High-Dimensional Geometry
Prerequisite:
High-dimensional geometry defies the intuition built from two and three dimensions. As the ambient dimension $d$ grows, space becomes vast and sparse in ways that fundamentally alter the behaviour of algorithms, probability, and data. Understanding these phenomena is essential to modern machine learning, compressed sensing, and randomised algorithms.

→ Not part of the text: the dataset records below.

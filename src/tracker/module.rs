use anyhow::Result;
use tokio::sync::mpsc;
use tokio_util::sync::CancellationToken;
use tracing::{debug, error, info};

use crate::utils::clock::Clock;

use super::{
    machine::{ClosedSession, TrackerState},
    signal::SignalSource,
};

/// Drives the session state machine from a stream of browser signals.
/// Finalized sessions are handed over a channel to the processing side, so a
/// slow write never delays the next incoming signal.
pub struct SignalModule {
    next: mpsc::Sender<ClosedSession>,
    source: Box<dyn SignalSource>,
    shutdown: CancellationToken,
    clock: Box<dyn Clock>,
}

impl SignalModule {
    pub fn new(
        next: mpsc::Sender<ClosedSession>,
        source: Box<dyn SignalSource>,
        shutdown: CancellationToken,
        clock: Box<dyn Clock>,
    ) -> Self {
        Self {
            next,
            source,
            shutdown,
            clock,
        }
    }

    /// Executes the signal event loop. Signals are applied one at a time in
    /// delivery order. Returns once the host closes the stream or shutdown is
    /// requested, closing any open session on the way out.
    pub async fn run(mut self) -> Result<()> {
        let mut state = TrackerState::default();
        loop {
            tokio::select! {
                // Cancelation stops the event loop. Dropping the sender also
                // stops the processing module once it drains the channel.
                _ = self.shutdown.cancelled() => {
                    return Self::flush(&self.next, self.clock.as_ref(), state).await;
                }
                signal = self.source.next_signal() => {
                    match signal {
                        Ok(Some(signal)) => {
                            debug!("Applying signal {:?}", signal);
                            let (next_state, closed) = state.apply(signal, self.clock.now());
                            state = next_state;
                            if let Some(closed) = closed {
                                self.next
                                    .send(closed)
                                    .await
                                    .inspect_err(|e| error!("Unexpected error during sending {e:?}"))?;
                            }
                        }
                        Ok(None) => {
                            info!("Signal stream ended");
                            return Self::flush(&self.next, self.clock.as_ref(), state).await;
                        }
                        Err(e) => {
                            error!("Encountered an error reading signals {:?}", e);
                        }
                    }
                }
            }
        }
    }

    /// Closes whatever session is still open before shutting down.
    async fn flush(
        next: &mpsc::Sender<ClosedSession>,
        clock: &dyn Clock,
        state: TrackerState,
    ) -> Result<()> {
        if let Some(closed) = state.finish(clock.now()) {
            next.send(closed)
                .await
                .inspect_err(|e| error!("Unexpected error during sending {e:?}"))?;
        }
        Ok(())
    }
}
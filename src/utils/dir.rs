use std::{env, io, path::PathBuf};

use anyhow::Result;

pub fn create_application_default_path() -> Result<PathBuf> {
    let path = {
        #[cfg(windows)]
        {
            let mut path =
                PathBuf::from(env::var("APPDATA").expect("APPDATA should be present on Windows"));
            path.push("tabwatch");
            path
        }
        #[cfg(not(windows))]
        {
            let mut path = env::var("XDG_STATE_HOME")
                .map(PathBuf::from)
                .or_else(|_| {
                    env::var("HOME").map(|home| {
                        let mut path = PathBuf::from(home);
                        path.push(".local/state");
                        path
                    })
                })
                .expect("Couldn't find neither XDG_STATE_HOME nor HOME");
            path.push("tabwatch");
            path
        }
    };

    match std::fs::create_dir_all(&path) {
        Ok(_) => Ok(path),
        Err(v) if v.kind() == io::ErrorKind::AlreadyExists => Ok(path),
        Err(v) => Err(v.into()),
    }
}
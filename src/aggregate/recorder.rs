use anyhow::Result;

use crate::{classify::Category, utils::clock::Clock};

use super::{bucket::DayBucket, store::BucketStore};

/// Bridges the session pipeline and the [BucketStore]. Keeps the current
/// day's bucket in memory and persists it on every recorded session, so the
/// on-disk state is never more than one session behind.
pub struct Recorder<S: BucketStore> {
    store: S,
    current: Option<DayBucket>,
    clock: Box<dyn Clock>,
}

impl<S: BucketStore> Recorder<S> {
    pub fn new(store: S, clock: Box<dyn Clock>) -> Self {
        Self {
            store,
            current: None,
            clock,
        }
    }

    /// Accumulates one finalized session into today's bucket and writes the
    /// bucket back out. A failed write is the caller's problem, local
    /// accumulation is the source of truth.
    pub async fn record(
        &mut self,
        domain: &str,
        duration_seconds: i64,
        category: Category,
        title: &str,
    ) -> Result<()> {
        let now = self.clock.now();
        let today = now.date_naive();

        let mut bucket = match self.current.take() {
            Some(bucket) if bucket.date == today => bucket,
            // Day rolled over (or first session). Picks up whatever an
            // earlier run already stored for today.
            _ => self.store.load(today).await?,
        };

        bucket.add(domain, duration_seconds, category, title, now);
        self.store.save(&bucket).await?;
        self.current = Some(bucket);
        Ok(())
    }
}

The Curse of Dimensionality: Volume Concentration
Let $B_d(r) = {x \in \mathbb{R}^d : |x| \leq r}$ denote the $d$-dimensional ball of radius $r$. Its volume is
$$\text{Vol}(B_d(r)) = \frac{\pi^{d/2}}{\Gamma(d/2 + 1)}, r^d.$$
A striking consequence of this formula is that the fraction of volume lying within an $\epsilon$-shell near the surface is
$$\frac{\text{Vol}(B_d(r)) - \text{Vol}(B_d(r(1-\epsilon)))}{\text{Vol}(B_d(r))} = 1 - (1-\epsilon)^d \xrightarrow{d\to\infty} 1$$
for any fixed $\epsilon > 0$. Practically all of the volume of a high-dimensional ball is concentrated in a thin shell near the boundary.
d=2: d=10: d=100:
**** *** *
* ## * * * * *
* ### * * * * *
* ## * * * * *
**** *** *
legend: * = shell, # = interior
Interior fraction: 0.75, 0.35, 0.0000...6
The shell thickness needed to capture half the volume shrinks as $O(1/d)$, so data points drawn uniformly from $B_d(1)$ are effectively confined to a thin annulus. This makes nearest-neighbour search increasingly unreliable as $d$ grows.
Formal Statement
Theorem (Volume Concentration). For any $\epsilon \in (0,1)$,
$$\Pr_{x \sim \text{Unif}(B_d(1))}!\left[|x| \geq 1 - \epsilon\right] = 1 - (1-\epsilon)^d.$$
As $d \to \infty$ this probability converges to $1$ for every fixed $\epsilon > 0$.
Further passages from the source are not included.